A slice of Indian improv comedy will whet appetites at the Sweden International Improv Festival (SWIMP 2016) over the coming weekend. Bengaluru-based group, The Improv, a six-member team of actors, RJs and comedians, is the only such Indian act to be invited to this festival where they will compete against teams from France, UK, USA, Spain, Italy, Canada, and Norway among others.
Saad Khan is the host of The Improv, and a filmmaker, Siddhanth Sundar who co-conceptualised the act is a film and theatre actor, Sal Yusuf is a British actor and voice over artist, Sumukhi Suresh is a stand-up comedian, Darius Sunawala is an RJ, and Abel Mathews is an actor. In the last four years, team members have come and gone, but they have put up about 110 shows.
But what is an “improv”? Improvisational comedy is another category of comic acts where there are no written, practised lines. The audience suggests a situation and funny acts are built around it; there’s so much more audience participation too.
“There was a time when people prepared jokes and then rehearsed them before coming up on stage,” says Saad. “Even TV shows bring in a studio audience who are given cues, or laugh tracks are used. In 2011 we wanted to put ourselves in front of a live audience and do about five or six situations where we enact impromptu. It stopped becoming about cool lines. It is more about situations and conversations. The core is entertainment, and you need to have your wits about you,” says Saad.
“Comedy as a genre is still being explored in India. Stand-up comedy as a genre is coming of age and going beyond mimicry. Improv is much younger than stand-up,” pitches in Darius.

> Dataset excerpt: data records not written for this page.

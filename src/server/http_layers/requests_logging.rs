//! Request logging middleware

use super::super::state::ServerState;
use axum::extract::State;
use axum::{
    body::Body,
    http::{header::HeaderMap, Request, Response, StatusCode},
    middleware::Next,
    response::IntoResponse,
};
use std::time::Instant;
use tracing::{error, info, warn};

#[derive(PartialEq, PartialOrd, Clone, Debug, Default, clap::ValueEnum)]
pub enum RequestsLoggingLevel {
    None,
    #[default]
    Path,
    Headers,
    Body,
}

impl std::fmt::Display for RequestsLoggingLevel {
    fn fmt(&self, f: &mut std::fmt::Formatter<'_>) -> std::fmt::Result {
        write!(f, "{:?}", self)
    }
}

const MAX_LOGGABLE_BODY_LENGTH: usize = 1024;

enum ContentLengthParseResult {
    Ok(usize),
    No(&'static str),
}

fn parse_content_length(headers: &HeaderMap) -> ContentLengthParseResult {
    let value = match headers.get("content-length") {
        Some(x) => x,
        None => return ContentLengthParseResult::No("Content-length not set."),
    };

    let str_value = match value.to_str() {
        Ok(x) => x,
        Err(_) => {
            return ContentLengthParseResult::No("Could not get Content-length string value.")
        }
    };

    match str_value.parse::<usize>() {
        Ok(x) => ContentLengthParseResult::Ok(x),
        Err(_) => ContentLengthParseResult::No("Could not parse Content-length numeric value."),
    }
}

/// Logs a body whose declared length is small enough and hands it back
/// rebuilt from the buffered bytes. Other bodies pass through untouched.
async fn log_body(label: &str, headers: &HeaderMap, body: Body) -> Result<Body, axum::Error> {
    match parse_content_length(headers) {
        ContentLengthParseResult::No(reason) => {
            info!("  {} Body: {}", label, reason);
            Ok(body)
        }
        ContentLengthParseResult::Ok(size) if size >= MAX_LOGGABLE_BODY_LENGTH => {
            info!(
                "  {} Body: Too big to log ({:#})",
                label,
                byte_unit::Byte::from(size)
            );
            Ok(body)
        }
        ContentLengthParseResult::Ok(size) => {
            let bytes = axum::body::to_bytes(body, size).await?;
            info!("  {} Body:\n{}", label, String::from_utf8_lossy(&bytes));
            Ok(Body::from(bytes))
        }
    }
}

fn log_headers(label: &str, headers: &HeaderMap) {
    info!("  {} Headers:", label);
    for (name, value) in headers.iter() {
        info!("    {:?}: {:?}", name, value);
    }
}

pub async fn log_requests(
    State(state): State<ServerState>,
    mut request: Request<Body>,
    next: Next,
) -> Response<Body> {
    let level = state.config.requests_logging_level.clone();
    let start = Instant::now();
    let method = request.method().to_string();
    let uri = request.uri().to_string();

    if level > RequestsLoggingLevel::None {
        info!(">>> {} {}", method, uri);
    }
    if level >= RequestsLoggingLevel::Headers {
        log_headers("Req", request.headers());
    }
    if level >= RequestsLoggingLevel::Body {
        let (parts, body) = request.into_parts();
        match log_body("Req", &parts.headers, body).await {
            Ok(body) => request = Request::from_parts(parts, body),
            Err(err) => {
                error!("Failed to read request body: {:?}", err);
                return StatusCode::INTERNAL_SERVER_ERROR.into_response();
            }
        }
    }

    let mut response = next.run(request).await;

    if level >= RequestsLoggingLevel::Headers {
        log_headers("Resp", response.headers());
    }
    if level >= RequestsLoggingLevel::Body {
        let (parts, body) = response.into_parts();
        match log_body("Resp", &parts.headers, body).await {
            Ok(body) => response = Response::from_parts(parts, body),
            Err(err) => {
                error!("Failed to read response body: {:?}", err);
                return StatusCode::INTERNAL_SERVER_ERROR.into_response();
            }
        }
    }

    let status = response.status();
    if level > RequestsLoggingLevel::None {
        info!("<<< {} ({}ms)", status.as_u16(), start.elapsed().as_millis());
    }
    if status.is_client_error() {
        warn!("{} {} rejected with {}", method, uri, status);
    }

    response
}
//! Common test infrastructure
//!
//! This module provides all the infrastructure needed for end-to-end tests.
//! Tests should only import from this module, not from internal submodules.
//!
//! # Example
//!
//! ```no_run
//! mod common;
//! use common::{TestServer, TestClient, INCEPTION_TMDB_ID};
//! use reqwest::StatusCode;
//!
//! #[tokio::test]
//! async fn test_add_movie() {
//!     let server = TestServer::spawn().await;
//!     let client = TestClient::new(server.base_url.clone());
//!
//!     let response = client.select(INCEPTION_TMDB_ID).await;
//!     assert_eq!(response.status(), StatusCode::SEE_OTHER);
//! }
//! ```

#![allow(dead_code)]

mod client;
mod constants;
mod fake_tmdb;
mod server;

// Public API - this is what tests import
pub use client::{location, TestClient};
pub use constants::*;
pub use server::TestServer;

Co-actors need to know each other, and make each other, and the audience look good, says Saad. “It’s not about one-upmanship.”
“It has taken us three years to learn what improv means to actors,” says Saad. “You can never be perfect in improv or spontaneity because it is a persistent, learning art.”
Saad will also be conducting an improvisation workshop for the participants at the festival. Darius says he feels a mix of excitement, apprehension and intimidation going to a festival like this.
“I grew up watching improv theatre and TV. But I’ve only been doing it for a year while international teams have trained and honed their skills for a decade. We have to up our game.”
Sumukhi Suresh, the only woman on the team, started her career as a stand-up comic Centerstages. “I got a chance to learn from some of the best and experienced improvisers since ‘The Improv’ is one of the oldest and most successful groups. Even though there aren’t a lot of women improvisers, I feel comfortable and ready to charge thanks to my learning. Skill is the only way to beat gender bias and I am glad The Improv taught me to chin up and have fun!”
Training for their act has included challenges like selling vegetables in K.R. Market, irritating shopkeepers in Commercial Street.
“We have different learning techniques. It is important to be able to have conversations with strangers,” says Saad.
As the host, Saad goes about asking the audience questions, and then builds a situation around it — say, an afternoon at the beach, or girls at a sleepover.
There are interesting rounds like “switch” where midway through an act, the participants have to switch emotions.
Improvisation, or improv, is a form of live theatre where the plot, characters, dialogue of a scene or story are made up “in the moment”. Improvisers take suggestions from the audience, or draw on some other source of inspiration to get started.
To Sweden with love
At SWIMP 2016 The Improv will be tripping on the Swedish idea of a strict six-hour work day, where working beyond that gets the employer fined and taxed! “We’ve done rigorous rehearsals. The idea is not to be too local because the audience won’t get it. Our acts will centre around Northern European culture,” says Saad. “The beauty of taking comedy into another country is that you carry the flavours of your culture and discover theirs,” says Darius. Their show is sold out.
The Improv is the first comedy group to successfully complete a crowd-funding campaign on Wishberry to be able to go to a festival (nine people, including the producers, have gone). “We had to take the crowd-funding path because we couldn’t put together all the funds by ourselves and we didn’t have much time,” says Saad. Fans and supporters on social media pitched in to raise Rs. Six lakh within 30 days That will pay for air travel and insurance.